### Data records
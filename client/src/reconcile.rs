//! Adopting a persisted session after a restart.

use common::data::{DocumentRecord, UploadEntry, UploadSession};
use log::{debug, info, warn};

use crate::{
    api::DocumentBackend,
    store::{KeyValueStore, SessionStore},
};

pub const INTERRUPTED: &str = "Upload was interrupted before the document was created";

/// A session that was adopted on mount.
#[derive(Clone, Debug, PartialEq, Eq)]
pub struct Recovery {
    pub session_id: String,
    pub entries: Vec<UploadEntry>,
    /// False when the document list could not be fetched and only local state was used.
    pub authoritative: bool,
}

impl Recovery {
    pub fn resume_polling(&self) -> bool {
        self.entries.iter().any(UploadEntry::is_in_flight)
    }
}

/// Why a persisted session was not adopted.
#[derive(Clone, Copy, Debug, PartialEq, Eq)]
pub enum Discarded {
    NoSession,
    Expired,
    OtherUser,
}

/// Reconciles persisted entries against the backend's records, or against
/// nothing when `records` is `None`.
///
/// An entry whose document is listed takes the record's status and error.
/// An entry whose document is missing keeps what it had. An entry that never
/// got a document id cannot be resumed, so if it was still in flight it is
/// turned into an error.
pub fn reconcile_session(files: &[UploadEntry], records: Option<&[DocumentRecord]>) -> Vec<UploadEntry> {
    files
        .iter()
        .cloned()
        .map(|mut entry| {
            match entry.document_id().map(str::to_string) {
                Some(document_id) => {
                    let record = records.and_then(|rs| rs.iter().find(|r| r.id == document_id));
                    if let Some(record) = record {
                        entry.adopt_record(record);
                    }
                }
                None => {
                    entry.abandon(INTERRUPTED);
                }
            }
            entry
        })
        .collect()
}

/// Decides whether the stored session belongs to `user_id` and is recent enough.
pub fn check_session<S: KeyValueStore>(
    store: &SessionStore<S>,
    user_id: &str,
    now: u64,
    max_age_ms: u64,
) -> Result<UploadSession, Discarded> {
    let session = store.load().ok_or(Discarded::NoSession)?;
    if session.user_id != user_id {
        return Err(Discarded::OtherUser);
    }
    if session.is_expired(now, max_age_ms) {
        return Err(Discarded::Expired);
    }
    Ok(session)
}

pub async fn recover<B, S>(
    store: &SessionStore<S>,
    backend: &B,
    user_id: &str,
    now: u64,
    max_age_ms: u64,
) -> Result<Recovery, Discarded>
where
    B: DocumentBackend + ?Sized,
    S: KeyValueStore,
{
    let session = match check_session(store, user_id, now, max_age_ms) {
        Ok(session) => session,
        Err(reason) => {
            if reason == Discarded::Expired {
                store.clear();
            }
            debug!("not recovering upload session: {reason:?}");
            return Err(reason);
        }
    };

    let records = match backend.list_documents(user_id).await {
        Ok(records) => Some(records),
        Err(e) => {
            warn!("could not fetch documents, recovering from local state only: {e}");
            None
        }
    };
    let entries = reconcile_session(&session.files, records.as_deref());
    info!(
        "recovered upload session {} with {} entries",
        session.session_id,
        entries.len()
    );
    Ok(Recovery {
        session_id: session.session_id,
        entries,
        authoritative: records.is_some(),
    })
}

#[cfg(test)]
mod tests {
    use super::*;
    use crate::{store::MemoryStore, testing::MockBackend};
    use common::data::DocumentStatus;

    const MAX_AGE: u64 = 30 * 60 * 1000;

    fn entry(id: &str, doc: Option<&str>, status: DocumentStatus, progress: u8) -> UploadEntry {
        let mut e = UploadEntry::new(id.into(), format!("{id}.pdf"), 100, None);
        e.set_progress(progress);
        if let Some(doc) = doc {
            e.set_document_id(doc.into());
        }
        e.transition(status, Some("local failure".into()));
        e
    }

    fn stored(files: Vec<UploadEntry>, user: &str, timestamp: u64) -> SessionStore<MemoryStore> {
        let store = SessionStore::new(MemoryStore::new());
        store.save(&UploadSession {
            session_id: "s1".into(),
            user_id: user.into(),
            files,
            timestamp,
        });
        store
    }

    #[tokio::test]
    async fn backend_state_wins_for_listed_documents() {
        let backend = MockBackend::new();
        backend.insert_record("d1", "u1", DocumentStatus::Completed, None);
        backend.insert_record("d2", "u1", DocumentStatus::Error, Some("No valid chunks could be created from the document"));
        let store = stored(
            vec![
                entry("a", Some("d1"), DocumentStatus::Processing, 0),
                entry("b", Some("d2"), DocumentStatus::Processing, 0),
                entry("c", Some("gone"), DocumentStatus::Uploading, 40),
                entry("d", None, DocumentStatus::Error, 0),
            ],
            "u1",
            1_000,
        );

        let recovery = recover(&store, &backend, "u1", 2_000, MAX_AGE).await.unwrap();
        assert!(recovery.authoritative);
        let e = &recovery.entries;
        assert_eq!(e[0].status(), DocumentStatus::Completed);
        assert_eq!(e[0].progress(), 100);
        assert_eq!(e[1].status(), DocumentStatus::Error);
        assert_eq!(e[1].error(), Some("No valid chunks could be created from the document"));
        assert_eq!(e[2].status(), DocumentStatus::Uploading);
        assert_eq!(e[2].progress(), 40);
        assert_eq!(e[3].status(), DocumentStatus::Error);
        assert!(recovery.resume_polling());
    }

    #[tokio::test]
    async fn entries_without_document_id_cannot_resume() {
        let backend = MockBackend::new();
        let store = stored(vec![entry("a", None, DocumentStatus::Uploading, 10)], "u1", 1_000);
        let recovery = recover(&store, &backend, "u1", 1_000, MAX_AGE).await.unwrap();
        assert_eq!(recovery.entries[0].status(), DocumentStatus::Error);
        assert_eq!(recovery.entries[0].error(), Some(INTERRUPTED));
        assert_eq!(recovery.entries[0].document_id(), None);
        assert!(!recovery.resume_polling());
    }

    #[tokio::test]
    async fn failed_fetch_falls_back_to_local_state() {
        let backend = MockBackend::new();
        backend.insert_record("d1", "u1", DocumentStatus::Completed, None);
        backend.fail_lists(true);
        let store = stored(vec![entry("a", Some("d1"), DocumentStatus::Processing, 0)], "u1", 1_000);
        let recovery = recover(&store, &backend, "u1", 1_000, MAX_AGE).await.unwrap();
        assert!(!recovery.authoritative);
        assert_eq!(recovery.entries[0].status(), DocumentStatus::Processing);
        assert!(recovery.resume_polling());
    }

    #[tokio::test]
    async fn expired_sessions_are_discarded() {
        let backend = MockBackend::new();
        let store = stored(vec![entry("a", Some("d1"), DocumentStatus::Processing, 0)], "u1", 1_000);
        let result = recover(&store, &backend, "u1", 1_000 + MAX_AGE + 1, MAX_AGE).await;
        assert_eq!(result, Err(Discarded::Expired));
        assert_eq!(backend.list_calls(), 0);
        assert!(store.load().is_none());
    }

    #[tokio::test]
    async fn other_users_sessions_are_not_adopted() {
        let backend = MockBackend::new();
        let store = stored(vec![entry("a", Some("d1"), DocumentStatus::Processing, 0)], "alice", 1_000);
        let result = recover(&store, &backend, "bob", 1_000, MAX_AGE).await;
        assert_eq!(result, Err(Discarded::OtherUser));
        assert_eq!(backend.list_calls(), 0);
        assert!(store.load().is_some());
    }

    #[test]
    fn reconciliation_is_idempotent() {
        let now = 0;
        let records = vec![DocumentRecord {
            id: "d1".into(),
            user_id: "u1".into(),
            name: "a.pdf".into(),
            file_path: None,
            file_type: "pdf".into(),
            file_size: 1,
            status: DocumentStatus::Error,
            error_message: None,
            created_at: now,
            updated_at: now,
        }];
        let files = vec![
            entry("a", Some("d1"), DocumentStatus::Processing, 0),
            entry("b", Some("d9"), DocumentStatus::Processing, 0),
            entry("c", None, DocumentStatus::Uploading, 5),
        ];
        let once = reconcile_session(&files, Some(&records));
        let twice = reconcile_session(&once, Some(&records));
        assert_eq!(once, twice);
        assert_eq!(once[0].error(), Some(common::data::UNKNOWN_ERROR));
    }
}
######
§ **What needs to be done**: Only lines that contain the string "OtherUser" count; pick each one out of the records and copy it.

§ **Task output**:
    OtherUser,
        return Err(Discarded::OtherUser);
        assert_eq!(result, Err(Discarded::OtherUser));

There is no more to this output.